How to stay hydrated this Summer
Updated: Aug 24, 2020
Keeping hydrated is important all year round, but particularly so in the Summer. Being dehydrated can cause fatigue, reduce blood volume and circulation, impair your ability to lose heat, and digestive issues. Common signs of dehydration include: increased thirst, dry mouth, fatigue, headache, dry skin, dizziness and muscle aches and pains. Here are some tips to help you keep hydrated: Drink plenty of water As a general rule it is advisable to drink half of your body weight (in pounds), in fluid ounces. For example if you weigh two hundred pounds, you should drink one hundred ounces of water per day. More will be needed if you sweat and conduct in physical exercise. Urine should be a light straw colour. REMEMBER caffeinated beverages do not count in your daily fluid intake, since caffeine is dehydrating. If you do choose to drink caffeinated drinks try Green Tea as it has less caffeine in and many health benefits.

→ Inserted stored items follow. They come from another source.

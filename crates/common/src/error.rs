// This Source Code Form is subject to the terms of the Mozilla Public
// License, v. 2.0. If a copy of the MPL was not distributed with this
// file, You can obtain one at http://mozilla.org/MPL/2.0/.

use thiserror::Error;

/// Status values a reader collaborator may hand back from `open`/`read_next_timestep`.
#[derive(Debug, Copy, Clone, PartialEq, Eq)]
pub enum ReaderStatus {
    Success,
    Invalid,
    WrongAtoms,
    End,
    Failed,
}

/// The single error kind exposed across the crate boundary.
///
/// Every fallible operation in the core returns `Result<T, MolError>`. Variants map onto the
/// five classes a caller needs to distinguish: bounds, structure, parse, reader, invariant.
#[derive(Error, Debug, Clone, PartialEq, Eq)]
pub enum MolError {
    #[error("index {index} out of bounds (valid range is [0, {bound}))")]
    Bounds { index: usize, bound: usize },

    #[error("frame {frame} out of bounds (store has {num_frames} frames)")]
    FrameBounds { frame: usize, num_frames: usize },

    #[error("entity kind {kind} has not been registered")]
    UnregisteredKind { kind: &'static str },

    #[error("property {property} of kind {kind} has not been registered")]
    UnregisteredProperty {
        kind: &'static str,
        property: &'static str,
    },

    #[error("{message}\n{expression}\n{caret:>column$}")]
    Parse {
        message: String,
        expression: String,
        column: usize,
        caret: char,
    },

    #[error("reader reported {0:?}")]
    Reader(ReaderStatus),

    #[error("invariant violated: {0}")]
    Invariant(String),
}

impl MolError {
    pub fn bounds(index: usize, bound: usize) -> Self {
        MolError::Bounds { index, bound }
    }

    pub fn frame_bounds(frame: usize, num_frames: usize) -> Self {
        MolError::FrameBounds { frame, num_frames }
    }

    pub fn unregistered_kind(kind: &'static str) -> Self {
        MolError::UnregisteredKind { kind }
    }

    pub fn unregistered_property(kind: &'static str, property: &'static str) -> Self {
        MolError::UnregisteredProperty { kind, property }
    }

    /// Builds a parse error whose `Display` reproduces the source expression with a `^` caret
    /// under the 1-based `column` where parsing failed.
    pub fn parse(message: impl Into<String>, expression: impl Into<String>, column: usize) -> Self {
        MolError::Parse {
            message: message.into(),
            expression: expression.into(),
            column: column.max(1),
            caret: '^',
        }
    }

    pub fn invariant(message: impl Into<String>) -> Self {
        MolError::Invariant(message.into())
    }
}

pub type Result<T> = std::result::Result<T, MolError>;

#[cfg(test)]
mod tests {
    use super::*;

    #[test]
    fn parse_error_renders_arrow_echo() {
        let err = MolError::parse("unexpected token", "resid 1 bnd 2", 9);
        let rendered = err.to_string();
        assert!(rendered.contains("resid 1 bnd 2"));
        assert!(rendered.lines().last().unwrap().ends_with('^'));
    }

    #[test]
    fn bounds_error_reports_index_and_bound() {
        let err = MolError::bounds(5, 3);
        assert_eq!(err.to_string(), "index 5 out of bounds (valid range is [0, 3))");
    }
}
// This Source Code Form is subject to the terms of the Mozilla Public
// License, v. 2.0. If a copy of the MPL was not distributed with this
// file, You can obtain one at http://mozilla.org/MPL/2.0/.

mod bounding_box;
mod error;

pub use bounding_box::BoundingBox;
pub use error::{MolError, ReaderStatus, Result};
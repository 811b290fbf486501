// This Source Code Form is subject to the terms of the Mozilla Public
// License, v. 2.0. If a copy of the MPL was not distributed with this
// file, You can obtain one at http://mozilla.org/MPL/2.0/.

use ultraviolet::Vec3;

use crate::SecondaryStructure;

pub const MAX_PEPTIDE_BOND_LENGTH: f32 = 2.5;

/// Chain-break and kappa sentinel: an angle of exactly 360 degrees cannot occur from `atan2`, so
/// it doubles as "no chain-break-free window of residues existed to compute this from".
pub const KAPPA_SENTINEL: f32 = 360.0;

#[derive(Debug, Copy, Clone, PartialEq, Eq)]
pub enum HelixFlag {
    None,
    Start,
    End,
    StartAndEnd,
    Middle,
}

#[derive(Debug, Copy, Clone)]
pub struct HBond {
    pub partner: Option<usize>,
    pub energy: f32,
}

impl Default for HBond {
    fn default() -> Self {
        Self { partner: None, energy: 0.0 }
    }
}

/// Backbone geometry and running classification state for one amino-acid-like residue.
/// `index` is the residue's position in the chain-break-aware numbering used by every stride
/// and window check below -- consecutive in sequence, but incremented an extra step across a
/// chain break so neighbourhood arithmetic never treats two chains as contiguous.
pub struct BackboneResidue {
    pub residue_index: usize,
    pub chain_id: String,
    pub is_proline: bool,
    pub n: Vec3,
    pub ca: Vec3,
    pub c: Vec3,
    pub o: Vec3,
    pub h: Vec3,
    pub is_chain_break: bool,
    pub is_bend: bool,
    pub structure: SecondaryStructure,
    pub helix_flags: [HelixFlag; 3],
    pub h_bond_donor: [HBond; 2],
    pub h_bond_acceptor: [HBond; 2],
}

impl BackboneResidue {
    pub fn new(chain_id: String, is_proline: bool, n: Vec3, ca: Vec3, c: Vec3, o: Vec3) -> Self {
        Self {
            residue_index: 0,
            chain_id,
            is_proline,
            n,
            ca,
            c,
            o,
            h: n,
            is_chain_break: false,
            is_bend: false,
            structure: SecondaryStructure::Loop,
            helix_flags: [HelixFlag::None; 3],
            h_bond_donor: [HBond::default(); 2],
            h_bond_acceptor: [HBond::default(); 2],
        }
    }

    pub fn helix_flag(&self, stride: usize) -> HelixFlag {
        self.helix_flags[stride - 3]
    }

    pub fn set_helix_flag(&mut self, stride: usize, flag: HelixFlag) {
        self.helix_flags[stride - 3] = flag;
    }

    pub fn is_helix_start(&self, stride: usize) -> bool {
        matches!(self.helix_flag(stride), HelixFlag::Start | HelixFlag::StartAndEnd)
    }

    fn is_valid_peptide_distance(&self, previous: &Self) -> bool {
        (self.n - previous.c).mag() <= MAX_PEPTIDE_BOND_LENGTH
    }

    /// Links this residue after `previous` in chain order: places the idealised amide hydrogen,
    /// flags a chain break on an over-long (or cross-chain) peptide bond, and advances the
    /// chain-break-aware residue index accordingly.
    pub fn link_after(&mut self, previous: &Self) {
        self.residue_index = previous.residue_index + 1;
        if !self.is_proline {
            self.h = self.n + (previous.c - previous.o).normalized();
        }
        if self.chain_id != previous.chain_id || !self.is_valid_peptide_distance(previous) {
            self.is_chain_break = true;
        }
        if self.is_chain_break {
            self.residue_index += 1;
        }
    }
}

pub fn distance(a: Vec3, b: Vec3) -> f32 {
    (a - b).mag()
}

fn cosine_angle(a: Vec3, b: Vec3, c: Vec3, d: Vec3) -> f32 {
    let v1 = a - b;
    let v2 = c - d;
    let x = v1.dot(v1) * v2.dot(v2);
    if x > 0.0 {
        v1.dot(v2) / x.sqrt()
    } else {
        0.0
    }
}

/// True iff no residue in `(from, to]` is flagged as a chain break, i.e. the whole half-open
/// window `from..=to` forms one unbroken peptide.
pub fn no_chain_break(residues: &[BackboneResidue], from: usize, to: usize) -> bool {
    for i in from..to {
        if i + 1 >= residues.len() || residues[i + 1].is_chain_break {
            return false;
        }
    }
    true
}

/// Cα-angle κ at `index`, or [`KAPPA_SENTINEL`] if there is no unbroken `i-2..=i+2` window.
pub fn kappa(residues: &[BackboneResidue], index: usize) -> f32 {
    if index < 2 || index + 2 >= residues.len() {
        return KAPPA_SENTINEL;
    }
    let prev_prev = index - 2;
    let next_next = index + 2;
    if !no_chain_break(residues, prev_prev, next_next) {
        return KAPPA_SENTINEL;
    }
    let ckap = cosine_angle(
        residues[index].ca,
        residues[prev_prev].ca,
        residues[next_next].ca,
        residues[index].ca,
    );
    let skap = (1.0 - ckap * ckap).max(0.0).sqrt();
    skap.atan2(ckap).to_degrees()
}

Don’t forget about electrolytes
Electrolytes are minerals that carry an electrical charge. They are vital for not only our health but our survival. They initiate cell functions across the body, hydrate us, produce energy and stimulate muscle contractions. To ensure you are consuming enough electrolytes try the following:
A nutritious diet (Coconut water, Turkey, Watermelon, Tomatoes, Bananas, Yogurt, Raisins, Spinach and Oranges are particularly rich in electrolytes).
Drink plenty of water – but not too much as this will flush electrolytes out the system.
Don’t overuse diuretics.
Don’t eat too much salt as it can deplete you in other electrolytes.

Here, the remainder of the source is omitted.